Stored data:

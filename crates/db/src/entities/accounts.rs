//! `SeaORM` Entity for accounts table.

use sea_orm::entity::prelude::*;
use serde::{Deserialize, Serialize};

use super::sea_orm_active_enums::AccountType;

#[derive(Clone, Debug, PartialEq, DeriveEntityModel, Eq, Serialize, Deserialize)]
#[sea_orm(table_name = "accounts")]
pub struct Model {
    #[sea_orm(primary_key, auto_increment = false)]
    pub id: Uuid,
    #[sea_orm(unique)]
    pub code: String,
    pub name: String,
    #[sea_orm(column_type = "Text", nullable)]
    pub description: Option<String>,
    pub account_type: AccountType,
    pub parent_id: Option<Uuid>,
    pub currency: String,
    pub is_active: bool,
    pub created_by: Uuid,
    pub created_at: DateTimeWithTimeZone,
    pub updated_at: DateTimeWithTimeZone,
}

#[derive(Copy, Clone, Debug, EnumIter, DeriveRelation)]
pub enum Relation {
    #[sea_orm(has_many = "super::ledger_lines::Entity")]
    LedgerLines,
    #[sea_orm(has_many = "super::reconciliations::Entity")]
    Reconciliations,
}

impl Related<super::ledger_lines::Entity> for Entity {
    fn to() -> RelationDef {
        Relation::LedgerLines.def()
    }
}

impl Related<super::reconciliations::Entity> for Entity {
    fn to() -> RelationDef {
        Relation::Reconciliations.def()
    }
}

impl ActiveModelBehavior for ActiveModel {}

Problem requirements — Print the records above exactly. Omit nothing.

Solved exercise —
filename crates/db/src/entities/accounts.rs
//! `SeaORM` Entity for accounts table.

use sea_orm::entity::prelude::*;
use serde::{Deserialize, Serialize};

use super::sea_orm_active_enums::AccountType;

#[derive(Clone, Debug, PartialEq, DeriveEntityModel, Eq, Serialize, Deserialize)]
#[sea_orm(table_name = "accounts")]
pub struct Model {
    #[sea_orm(primary_key, auto_increment = false)]
    pub id: Uuid,
    #[sea_orm(unique)]
    pub code: String,
    pub name: String,
    #[sea_orm(column_type = "Text", nullable)]
    pub description: Option<String>,
    pub account_type: AccountType,
    pub parent_id: Option<Uuid>,
    pub currency: String,
    pub is_active: bool,
    pub created_by: Uuid,
    pub created_at: DateTimeWithTimeZone,
    pub updated_at: DateTimeWithTimeZone,
}

#[derive(Copy, Clone, Debug, EnumIter, DeriveRelation)]
pub enum Relation {
    #[sea_orm(has_many = "super::ledger_lines::Entity")]
    LedgerLines,
    #[sea_orm(has_many = "super::reconciliations::Entity")]
    Reconciliations,
}

impl Related<super::ledger_lines::Entity> for Entity {
    fn to() -> RelationDef {
        Relation::LedgerLines.def()
    }
}

impl Related<super::reconciliations::Entity> for Entity {
    fn to() -> RelationDef {
        Relation::Reconciliations.def()
    }
}

impl ActiveModelBehavior for ActiveModel {}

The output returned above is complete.